We all know that our home's most significant expenses are the energy cost that we faces on a monthly basis. Thankfully, there are numerous ways to reduce both your carbon footprint and your recurring energy costs. Many of them are simple and common sense techniques that do not require major changes, construction, installation, or upfront expenses.
Here's the 8 Green Technology For Your Homes:
1. Solar Array
Solar panels, or photovoltaic cells, are one of the best ways to reduce pollution and lower your electricity expenses. The average cost of installation for the typical solar array comes in at around $30,000, before green energy tax credits, rebates, and incentives, which help you recoup much of the initial expense.
2. Solar Water Heater
It’s not always necessary to install a complete solar array to achieve some of the benefits of solar technology. Installing a solar water heater can be a great way to cut down on energy costs at a much lower initial expense. The costs associated with the installation of a solar water heater are actually recouped much faster than the costs associated with photovoltaic technology for power generation. This is due to the increased efficiency of solar water heating systems, as well as their reduced expense when compared to the large solar array required for powering a home.
3. Wind Generator
When you think of wind generators, the first thing that comes to mind is likely the huge windmill farms found offshore and in the windswept plains of the western United States. But did you know that you can actually purchase smaller versions of these massive power generators?

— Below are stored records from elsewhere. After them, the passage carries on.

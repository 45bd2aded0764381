//! Best-effort snapshots of in-progress form sessions.
//!
//! A snapshot holds the working data, active step and step states so an
//! interrupted session can be resumed. Stores are injected through
//! [`KeyValueStore`]; the adapter never surfaces store failures to the form.

mod file;
mod memory;

pub use file::FileStore;
pub use memory::MemoryStore;

use std::sync::Arc;

use chrono::{DateTime, Utc};
use serde::{Deserialize, Serialize};

use crate::error::StoreError;
use crate::form::{FormData, StepState};

/// Current snapshot schema version; snapshots with another version are ignored
pub const SNAPSHOT_VERSION: u32 = 1;

/// Default prefix for snapshot keys
pub const DEFAULT_KEY_PREFIX: &str = "multistep-form-";

/// Minimal string key-value store
pub trait KeyValueStore: Send + Sync {
    fn get(&self, key: &str) -> Result<Option<String>, StoreError>;
    fn set(&self, key: &str, value: &str) -> Result<(), StoreError>;
    fn remove(&self, key: &str) -> Result<(), StoreError>;
}

/// Persisted session state
#[derive(Debug, Clone, PartialEq, Serialize, Deserialize)]
#[serde(rename_all = "camelCase")]
pub struct Snapshot {
    pub version: u32,
    pub form_data: FormData,
    pub active_step: usize,
    pub step_states: Vec<StepState>,
    pub timestamp: DateTime<Utc>,
}

impl Snapshot {
    pub fn new(form_data: FormData, active_step: usize, step_states: Vec<StepState>) -> Self {
        Self {
            version: SNAPSHOT_VERSION,
            form_data,
            active_step,
            step_states,
            timestamp: Utc::now(),
        }
    }

    /// Whether this snapshot fits a form with `step_count` steps
    pub fn fits(&self, step_count: usize) -> bool {
        self.version == SNAPSHOT_VERSION
            && self.active_step < step_count
            && self.step_states.len() == step_count
    }
}

/// Reads and writes snapshots for one form session
#[derive(Clone)]
pub struct PersistenceAdapter {
    store: Arc<dyn KeyValueStore>,
    key: String,
}

impl PersistenceAdapter {
    /// Adapter for `persist_key`, or `None` when persistence is off or the
    /// key is blank.
    pub fn new(
        store: Arc<dyn KeyValueStore>,
        enabled: bool,
        key_prefix: &str,
        persist_key: Option<&str>,
    ) -> Option<Self> {
        let persist_key = persist_key.map(str::trim).filter(|k| !k.is_empty())?;
        if !enabled {
            return None;
        }
        Some(Self {
            store,
            key: format!("{key_prefix}{persist_key}"),
        })
    }

    pub fn key(&self) -> &str {
        &self.key
    }

    /// Write `snapshot`; failures are logged and swallowed
    pub fn save(&self, snapshot: &Snapshot) -> bool {
        let result = serde_json::to_string(snapshot)
            .map_err(StoreError::from)
            .and_then(|json| self.store.set(&self.key, &json));

        match result {
            Ok(()) => {
                tracing::trace!(key = %self.key, "Form snapshot saved");
                true
            }
            Err(e) => {
                tracing::warn!(key = %self.key, error = %e, "Failed to save form snapshot");
                false
            }
        }
    }

    /// Read the snapshot if one exists and parses; failures are logged
    pub fn load(&self) -> Option<Snapshot> {
        let json = match self.store.get(&self.key) {
            Ok(Some(json)) => json,
            Ok(None) => return None,
            Err(e) => {
                tracing::warn!(key = %self.key, error = %e, "Failed to read form snapshot");
                return None;
            }
        };

        match serde_json::from_str::<Snapshot>(&json) {
            Ok(snapshot) => Some(snapshot),
            Err(e) => {
                tracing::warn!(key = %self.key, error = %e, "Ignoring unreadable form snapshot");
                None
            }
        }
    }

    pub fn clear(&self) {
        if let Err(e) = self.store.remove(&self.key) {
            tracing::warn!(key = %self.key, error = %e, "Failed to clear form snapshot");
        }
    }
}

impl std::fmt::Debug for PersistenceAdapter {
    fn fmt(&self, f: &mut std::fmt::Formatter<'_>) -> std::fmt::Result {
        f.debug_struct("PersistenceAdapter")
            .field("key", &self.key)
            .finish_non_exhaustive()
    }
}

The costs of a home wind generator vary greatly. Some have built their own wind generators with off-the-shelf parts from their local hardware stores. Others have purchased kits or paid for professional installation to supplement the power purchased from their local electrical grid.

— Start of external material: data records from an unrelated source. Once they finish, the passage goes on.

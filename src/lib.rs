//! crm-forms - Multi-step form state management for the brokerage CRM
//!
//! The library drives the create/edit wizards for CRM resources: step
//! validation, navigation, resumable snapshots and submission. The
//! `crm-forms` binary exposes the built-in wizards on the command line.

pub mod config;
pub mod crm;
pub mod error;
pub mod form;
pub mod logging;
pub mod persistence;

pub use error::{FormError, StoreError};
pub use form::{
    FormData, FormOptions, FormStep, MultiStepForm, StepState, StepValidationResult,
    SubmitOutcome,
};
//! Multi-step form state management.
//!
//! A [`MultiStepForm`] is built from an ordered list of [`FormStep`]s and the
//! initial [`FormData`]. It tracks the working data against the original
//! snapshot, derives a [`StepState`] per step from the caller's validators,
//! moves between steps, and hands the data to a [`SaveHandler`] once every
//! step is valid.

mod debounce;
mod navigation;
mod save;
mod session;
mod tracker;
mod types;
mod validator;

pub use debounce::Debouncer;
pub use navigation::{NavigationBlock, NavigationPolicy};
pub use save::{save_fn, DiscardSave, FnSaveHandler, SaveHandler};
pub use session::{FormOptions, FormSession, MultiStepForm, SubmitOutcome, DEFAULT_DEBOUNCE};
pub use tracker::{ApplyOutcome, Revision, StepTracker};
pub use types::{FieldIssue, FormData, FormStep, StepState, StepValidationResult, STEP_FIELD};
pub use validator::{validator_fn, FnValidator, StepValidator};
//! Directory-backed snapshot store.
//!
//! Each key becomes `<dir>/<escaped key>.json`, mirroring how the state
//! file is kept under the configured state directory.

use std::fs;
use std::io::ErrorKind;
use std::path::PathBuf;

use super::KeyValueStore;
use crate::error::StoreError;

#[derive(Debug, Clone)]
pub struct FileStore {
    dir: PathBuf,
}

impl FileStore {
    /// Store rooted at `dir`; the directory is created on first write
    pub fn new(dir: impl Into<PathBuf>) -> Self {
        Self { dir: dir.into() }
    }

    /// File path for `key`.
    ///
    /// Bytes outside `[A-Za-z0-9_-]` are written as `%XX`, so distinct keys
    /// never share a file.
    pub fn path_for(&self, key: &str) -> PathBuf {
        let mut name = String::with_capacity(key.len());
        for byte in key.bytes() {
            if byte.is_ascii_alphanumeric() || matches!(byte, b'-' | b'_') {
                name.push(char::from(byte));
            } else {
                name.push_str(&format!("%{byte:02X}"));
            }
        }
        self.dir.join(format!("{name}.json"))
    }
}

impl KeyValueStore for FileStore {
    fn get(&self, key: &str) -> Result<Option<String>, StoreError> {
        match fs::read_to_string(self.path_for(key)) {
            Ok(contents) => Ok(Some(contents)),
            Err(e) if e.kind() == ErrorKind::NotFound => Ok(None),
            Err(e) => Err(StoreError::io(key, e)),
        }
    }

    fn set(&self, key: &str, value: &str) -> Result<(), StoreError> {
        fs::create_dir_all(&self.dir).map_err(|e| StoreError::io(key, e))?;

        // Write then rename so a crash never leaves half a snapshot
        let path = self.path_for(key);
        let tmp = path.with_extension("json.tmp");
        fs::write(&tmp, value).map_err(|e| StoreError::io(key, e))?;
        fs::rename(&tmp, &path).map_err(|e| StoreError::io(key, e))
    }

    fn remove(&self, key: &str) -> Result<(), StoreError> {
        match fs::remove_file(self.path_for(key)) {
            Ok(()) => Ok(()),
            Err(e) if e.kind() == ErrorKind::NotFound => Ok(()),
            Err(e) => Err(StoreError::io(key, e)),
        }
    }
}
impl MultiStepForm {
    pub fn new(
        steps: Vec<FormStep>,
        initial_data: FormData,
        on_save: impl SaveHandler + 'static,
        options: FormOptions,
    ) -> Result<Self, FormError> {
        if steps.is_empty() {
            return Err(FormError::NoSteps);
        }
        let mut seen = HashSet::new();
        for step in &steps {
            if !seen.insert(step.id.as_str()) {
                return Err(FormError::DuplicateStepId(step.id.clone()));
            }
        }

        let persistence = options.store.and_then(|store| {
            PersistenceAdapter::new(
                store,
                options.enable_persistence,
                &options.key_prefix,
                options.persist_key.as_deref(),
            )
        });

        let id = Uuid::new_v4();
        tracing::debug!(
            form = %id,
            steps = steps.len(),
            persistence = persistence.as_ref().map(PersistenceAdapter::key),
            "Form session created"
        );

        let state = SessionState {
            active_step: 0,
            form_data: initial_data.clone(),
            tracker: StepTracker::new(steps.len()),
            revision: 0,
            submitted: false,
        };

        Ok(Self {
            core: Arc::new(FormCore {
                id,
                steps,
                original: initial_data,
                state: Mutex::new(state),
                persistence,
                navigation: options.navigation,
            }),
            on_save: Arc::new(on_save),
            debouncer: Debouncer::new(options.debounce),
        })
    }

    // ─── Accessors ──────────────────────────────────────────────────────────────

    pub fn id(&self) -> Uuid {
        self.core.id
    }

    pub fn steps(&self) -> &[FormStep] {
        &self.core.steps
    }

    pub fn active_step(&self) -> usize {
        self.core.lock().active_step
    }

    pub fn form_data(&self) -> FormData {
        self.core.lock().form_data.clone()
    }

    pub fn original_data(&self) -> &FormData {
        &self.core.original
    }

    pub fn validation_errors(&self) -> BTreeMap<String, String> {
        self.core.lock().tracker.errors().clone()
    }

    pub fn step_state(&self, index: usize) -> Option<StepState> {
        self.core.lock().tracker.state(index).copied()
    }

    pub fn step_states(&self) -> Vec<StepState> {
        self.core.lock().tracker.states().to_vec()
    }

    /// Consistent copy of the whole session
    pub fn session(&self) -> FormSession {
        let state = self.core.lock();
        FormSession {
            active_step: state.active_step,
            form_data: state.form_data.clone(),
            original_data: self.core.original.clone(),
            validation_errors: state.tracker.errors().clone(),
            step_states: state.tracker.states().to_vec(),
        }
    }

    /// Snapshot key, when persistence is enabled
    pub fn persist_key(&self) -> Option<&str> {
        self.core.persistence.as_ref().map(PersistenceAdapter::key)
    }

    pub fn has_unsaved_changes(&self) -> bool {
        self.core.has_unsaved_changes()
    }

    /// Every step valid and every required step completed
    pub fn can_submit(&self) -> bool {
        self.core.can_submit()
    }

    /// Percentage of steps marked completed
    pub fn step_progress(&self) -> f64 {
        let completed = self.core.lock().tracker.completed_count();
        completed as f64 / self.core.steps.len() as f64 * 100.0
    }

    /// Position of the active step as a percentage of all steps
    pub fn overall_progress(&self) -> f64 {
        let active = self.active_step();
        (active + 1) as f64 / self.core.steps.len() as f64 * 100.0
    }

    // ─── Form State Store ───────────────────────────────────────────────────────

    /// Shallow-merge `partial` into the form data and schedule revalidation
    /// of the active step.
    pub fn update_form_data(&self, partial: FormData) {
        if partial.is_empty() {
            return;
        }

        let active = {
            let mut state = self.core.lock();
            state.form_data.merge(partial);
            state.revision += 1;
            state.submitted = false;
            state.active_step
        };

        let core = Arc::clone(&self.core);
        self.debouncer.schedule(async move {
            core.validate_step(active).await;
        });

        self.core.autosave();
    }

    /// Convenience for updating a single field
    pub fn set_field(&self, field: impl Into<String>, value: Value) {
        let mut partial = FormData::new();
        partial.set(field, value);
        self.update_form_data(partial);
    }

    /// Whether a debounced validation pass is still waiting or running
    pub fn validation_pending(&self) -> bool {
        self.debouncer.is_pending()
    }

    /// Wait for the pending debounced validation pass, if any
    pub async fn settle(&self) {
        self.debouncer.settle().await;
    }

    // ─── Validation ─────────────────────────────────────────────────────────────

    /// Validate step `index` against the current data and record the result.
    ///
    /// Returns the step's validity; `false` for an out-of-range index.
    pub async fn validate_step(&self, index: usize) -> bool {
        self.core.validate_step(index).await
    }

    /// Validate every step concurrently; true only if all pass
    pub async fn validate_all_steps(&self) -> bool {
        self.core.validate_all_steps().await
    }

    // ─── Navigation ─────────────────────────────────────────────────────────────

    /// Jump to `step`. No-op (returns false) when out of range or refused by
    /// the navigation policy.
    pub fn go_to_step(&self, step: usize) -> bool {
        self.core.navigate(|_| Some(step))
    }

    /// Advance one step; no-op on the last step
    pub fn next_step(&self) -> bool {
        self.core.navigate(|active| active.checked_add(1))
    }

    /// Go back one step; no-op on the first step
    pub fn previous_step(&self) -> bool {
        self.core.navigate(|active| active.checked_sub(1))
    }

    // ─── Submission & reset ─────────────────────────────────────────────────────

    /// Validate everything and hand the data to the save handler.
    ///
    /// Save handler errors come back as [`FormError::Save`] with the session
    /// left as it was, so the caller can retry.
    pub async fn submit_form(&self) -> Result<SubmitOutcome, FormError> {
        if !self.can_submit() {
            tracing::debug!(form = %self.core.id, "Submit ignored, form not ready");
            return Ok(SubmitOutcome::Blocked);
        }

        self.debouncer.cancel();
        if !self.validate_all_steps().await {
            tracing::info!(form = %self.core.id, "Submit aborted, validation failed");
            return Ok(SubmitOutcome::Invalid);
        }

        let data = self.form_data();
        self.on_save.save(&data).await.map_err(|e| {
            tracing::warn!(form = %self.core.id, error = %e, "Save handler failed");
            FormError::Save(e)
        })?;

        self.core.lock().submitted = true;
        if let Some(persistence) = &self.core.persistence {
            persistence.clear();
        }
        tracing::info!(form = %self.core.id, fields = data.len(), "Form submitted");
        Ok(SubmitOutcome::Saved)
    }

    /// Back to the initial data on step 0 with fresh step states; clears the snapshot
    pub fn reset_form(&self) {
        self.debouncer.cancel();
        {
            let mut state = self.core.lock();
            state.form_data = self.core.original.clone();
            state.active_step = 0;
            state.revision += 1;
            state.submitted = false;
            let floor = state.revision;
            state.tracker.reset(floor);
        }
        if let Some(persistence) = &self.core.persistence {
            persistence.clear();
        }
        tracing::debug!(form = %self.core.id, "Form reset");
    }

    // ─── Persistence ────────────────────────────────────────────────────────────

    /// Write a snapshot now. False when persistence is off or the write failed.
    pub fn persist(&self) -> bool {
        self.core.persist()
    }

    /// Replace data, active step and step states with the stored snapshot.
    ///
    /// Returns false (and leaves the session alone) when there is no usable
    /// snapshot.
    pub fn restore(&self) -> bool {
        let Some(persistence) = &self.core.persistence else {
            return false;
        };
        let Some(snapshot) = persistence.load() else {
            return false;
        };
        if !snapshot.fits(self.core.steps.len()) {
            tracing::warn!(
                form = %self.core.id,
                key = %persistence.key(),
                version = snapshot.version,
                active_step = snapshot.active_step,
                step_states = snapshot.step_states.len(),
                "Ignoring snapshot that doesn't match this form"
            );
            return false;
        }

        self.debouncer.cancel();
        let mut state = self.core.lock();
        state.form_data = snapshot.form_data;
        state.active_step = snapshot.active_step;
        state.revision += 1;
        state.submitted = false;
        let floor = state.revision;
        state.tracker.load(snapshot.step_states, floor);

        tracing::info!(
            form = %self.core.id,
            key = %persistence.key(),
            saved_at = %snapshot.timestamp,
            "Form session restored"
        );
        true
    }

    /// Remove the stored snapshot without touching the session
    pub fn clear_snapshot(&self) {
        if let Some(persistence) = &self.core.persistence {
            persistence.clear();
        }
    }
}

4, Rainwater Harvesting System
Rain collector systems are extremely simple mechanical systems that connect to a gutter system or other rooftop water collection network and store rain water in a barrel or cistern for later non-potable use (like watering plants, flushing toilets, and irrigation). These systems are extremely inexpensive, provided you purchase and assemble the rain collection equipment yourself. If you pay a contractor to install the rain collection system, it could cost you anywhere from several hundred dollars and up.
5. Energy Monitor
One of the easiest things you can do to decrease energy consumption around the house is to install an energy monitor. Household energy monitors are easy to use and inexpensive, and allow you to see a minute by minute presentation of your energy use. These devices work by clipping onto the power cable coming in to your home and transmitting a wireless signal to a display that shows precisely the amount of power being consumed. In studies conducted in the British Isles, households with energy monitors saved between 10 to 15% annually by instituting the simple and inexpensive device.
6. Smart Power Strips
Smart power strips are a simple and elegant solution to a major energy problem. Energy vampires are generally blamed for around 20% of all energy wasted in America annually. Smart power strips sense energy demand and cut off power supply to fully charged or not in use devices, and can almost eliminate vampire power draw down.
7. Double Pane Windows
Like poor insulation, energy escape due to single pane or inadequately sealed windows contributes a great deal to energy loss annually. In fact, 25% of annual heating and cooling costs can be attributed to the installation of non-energy efficient or single pane windows.
Double pane windows are not cheap, and outfitting your entire house with new double pane windows will cost a great deal of money and inconvenience as it is a fairly major construction project. Estimated costs per window are around $600, but when you consider that replacing all of your home’s windows with double paned glass could save you up to $500 a year, you will certainly see how double pane windows can be a solid investment.
8. Insulate your House
Based on EPA estimates, 10% of household energy usage or around $200 a year is due to energy loss from poor insulation. As a do-it-yourself project or a project for your local contractor, you will get an excellent return on investment from sealing your home to prevent energy escape.